King's appellate lawyers tried to stop his execution, claiming King's constitutional rights were violated because his trial attorneys did not present his claims of innocence and conceded his guilt.

The U.S. Supreme Court rejected King's last-minute appeal.

"From the time of indictment through his trial, Mr. King maintained his absolute innocence, claiming that he had left his co-defendants and Mr. Byrd sometime prior to his death and was not present at the scene of his murder. Mr. King repeatedly expressed to defense counsel that he wanted to present his innocence claim at trial," A. Richard Ellis, one of King's attorneys, wrote in a petition to the Supreme Court.

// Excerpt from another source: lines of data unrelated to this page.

use crate::body::MinifyBody;
use crate::classify::Classification;
use crate::options::TransformOptions;
use crate::service::Shared;
use http::{Response, header};
use pin_project_lite::pin_project;
use std::future::Future;
use std::pin::Pin;
use std::sync::Arc;
use std::task::{Context, Poll};

pin_project! {
    /// Future for minify service responses.
    pub struct ResponseFuture<F> {
        #[pin]
        inner: F,
        shared: Arc<Shared>,
        is_head: bool,
    }
}

impl<F> ResponseFuture<F> {
    pub(crate) fn new(inner: F, shared: Arc<Shared>, is_head: bool) -> Self {
        Self {
            inner,
            shared,
            is_head,
        }
    }
}

impl<F, B, E> Future for ResponseFuture<F>
where
    F: Future<Output = Result<Response<B>, E>>,
{
    type Output = Result<Response<MinifyBody<B>>, E>;

    fn poll(self: Pin<&mut Self>, cx: &mut Context<'_>) -> Poll<Self::Output> {
        let this = self.project();

        match this.inner.poll(cx) {
            Poll::Pending => Poll::Pending,
            Poll::Ready(Err(e)) => Poll::Ready(Err(e)),
            Poll::Ready(Ok(response)) => {
                let response = wrap_response(response, this.shared, *this.is_head);
                Poll::Ready(Ok(response))
            }
        }
    }
}

/// The single decision point per response: classify by the declared content
/// type the moment headers are finalized, mutate outgoing headers exactly
/// once, and select the body wrapping.
fn wrap_response<B>(response: Response<B>, shared: &Shared, is_head: bool) -> Response<MinifyBody<B>> {
    let (mut parts, body) = response.into_parts();

    // Per-response overrides travel on the response's extensions; they are
    // consumed here so they never leak further down the stack.
    let options = parts
        .extensions
        .remove::<TransformOptions>()
        .unwrap_or_default();

    let content_type = parts
        .headers
        .get(header::CONTENT_TYPE)
        .and_then(|v| v.to_str().ok());

    let classification = Classification::new(
        is_head,
        &options,
        content_type,
        &shared.matchers,
        &shared.pipeline.dispatcher,
    );

    let body = if classification.should_buffer {
        // Compiled formats face outward as their base type
        if let Some(base) = classification.asset_type.base_content_type() {
            parts.headers.insert(
                header::CONTENT_TYPE,
                header::HeaderValue::from_static(base),
            );
        }

        // Remove Content-Length since the transformed size is unknown
        parts.headers.remove(header::CONTENT_LENGTH);

        MinifyBody::buffered(body, shared.pipeline.clone(), classification, options)
    } else {
        MinifyBody::passthrough(body)
    };

    Response::from_parts(parts, body)
}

The Texas Board of Pardons and Paroles also turned down King's request for a commutation of his sentence or a 120-day reprieve.

Over the years, King suggested the brutal slaying was not a hate crime, but a drug deal gone bad involving his co-defendants.

King, who grew up in Jasper and was known as Bill, was the second man executed for Byrd's killing. Lawrence Russell Brewer was executed in 2011. The third participant, Shawn Allen Berry, was sentenced to life in prison.

King declined an interview request from The Associated Press in the weeks before his execution.

In a 2001 interview with the AP, King said he was an "avowed racist" but was not "a hate-monger murderer."

Louvon Byrd Harris said this month that King's execution for her brother's slaying would send a "message to the world that when you do something horrible like that, that you have to pay the high penalty."

King and Brewer got "an easy way out" compared to "all the suffering" that Byrd suffered, Harris said.

Billy Rowles, who led the investigation into Byrd's death when he was sheriff in Jasper County, said that after King was taken to death row in 1999, he offered to detail the crime as soon as his co-defendants were convicted. When Rowles returned, all King would say was, "I wasn't there."

"He played us like a fiddle, getting us to go over there and thinking we're going to get the rest of the story," said Rowles, who now is sheriff of Newton County.

A week before Brewer was executed in 2011, Rowles said he visited Brewer, who confirmed "the whole thing was Bill King's idea."

Mylinda Byrd Washington, another of Byrd's sisters, said this month that the family will work through the Byrd Foundation for Racial Healing to ensure her brother's death continues to combat hate everywhere.

"I hope people remember him not as a hate crime statistic. This was a real person: a family man, a father, a brother and a son," she said.